Flexible working and support is also key for encouraging an inclusive and supportive environment for women pursuing STEM careers. I could not be as successful in my career without the support of my family and husband. As my husband works for himself, he has the ability to be more flexible than others might be when working for big corporations, which has enabled me to dedicate the time needed for me to do my job. By offering options such as remote work (where possible), flexible hours, and part-time positions, employers can accommodate the diverse needs of women, including those with caregiving responsibilities or those balancing further education. Such flexibility not only helps in attracting a broader talent pool but also aids in retention and satisfaction, reducing career drop-off rates among women. It allows women to create a work-life balance that suits their personal and professional growth, ultimately leading to more diverse and innovative workplaces in STEM fields.

Looking ahead, what exciting developments or advancements do you foresee in your field of STEM, and how do you envision your own research contributing to those future innovations?

In the realm of mass spectrometry and analytical instrumentation, I foresee significant advancements in instrument portability and miniaturisation.

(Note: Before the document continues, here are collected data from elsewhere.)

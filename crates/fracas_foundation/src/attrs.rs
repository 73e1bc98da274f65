//! Named attribute storage.
//!
//! Entities and actions both carry an [`AttributeStore`]: a flat map
//! from attribute name to [`Value`]. Hierarchical lookup between
//! entities lives in the world layer; the store itself is local only.

use std::collections::HashMap;

use crate::value::Value;

/// A mutable map of named attribute values.
#[derive(Clone, Debug, Default, PartialEq)]
#[cfg_attr(feature = "serde", derive(serde::Serialize, serde::Deserialize))]
pub struct AttributeStore {
    values: HashMap<String, Value>,
}

impl AttributeStore {
    /// Creates an empty store.
    #[must_use]
    pub fn new() -> Self {
        Self::default()
    }

    /// Looks up an attribute by name.
    #[must_use]
    pub fn get(&self, name: &str) -> Option<&Value> {
        self.values.get(name)
    }

    /// Sets an attribute, replacing any previous value.
    pub fn set(&mut self, name: impl Into<String>, value: impl Into<Value>) {
        self.values.insert(name.into(), value.into());
    }

    /// Removes an attribute, returning its previous value.
    pub fn remove(&mut self, name: &str) -> Option<Value> {
        self.values.remove(name)
    }

    /// Number of attributes present.
    #[must_use]
    pub fn len(&self) -> usize {
        self.values.len()
    }

    /// True when no attributes are set.
    #[must_use]
    pub fn is_empty(&self) -> bool {
        self.values.is_empty()
    }

    /// Iterates attribute names in arbitrary order.
    pub fn names(&self) -> impl Iterator<Item = &str> {
        self.values.keys().map(String::as_str)
    }
}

These developments will facilitate the transition of mass spectrometry from traditional laboratory settings to on-site applications, enabling rapid measurements of chemical contents in various scenarios. For example, this technology could revolutionise on-the-spot testing at shipping ports, farms, and crime scenes, where currently, you have to send samples to labs for testing and wait for the results to return.

In engineering, I anticipate that 3D printing, and additive manufacturing will play a pivotal role. These technologies allow for the creation of complex geometries that are impossible with conventional manufacturing methods, and their incorporation across industries is expanding rapidly.

For STEM as a whole, it is crucial to maintain our momentum. The landscape has transformed dramatically during my two decades in the field, with many more women now in roles that were once male-dominated. As women, our collective strength is formidable. By continuing to support one another and dismantling barriers, we pave the way for future generations to thrive in STEM fields.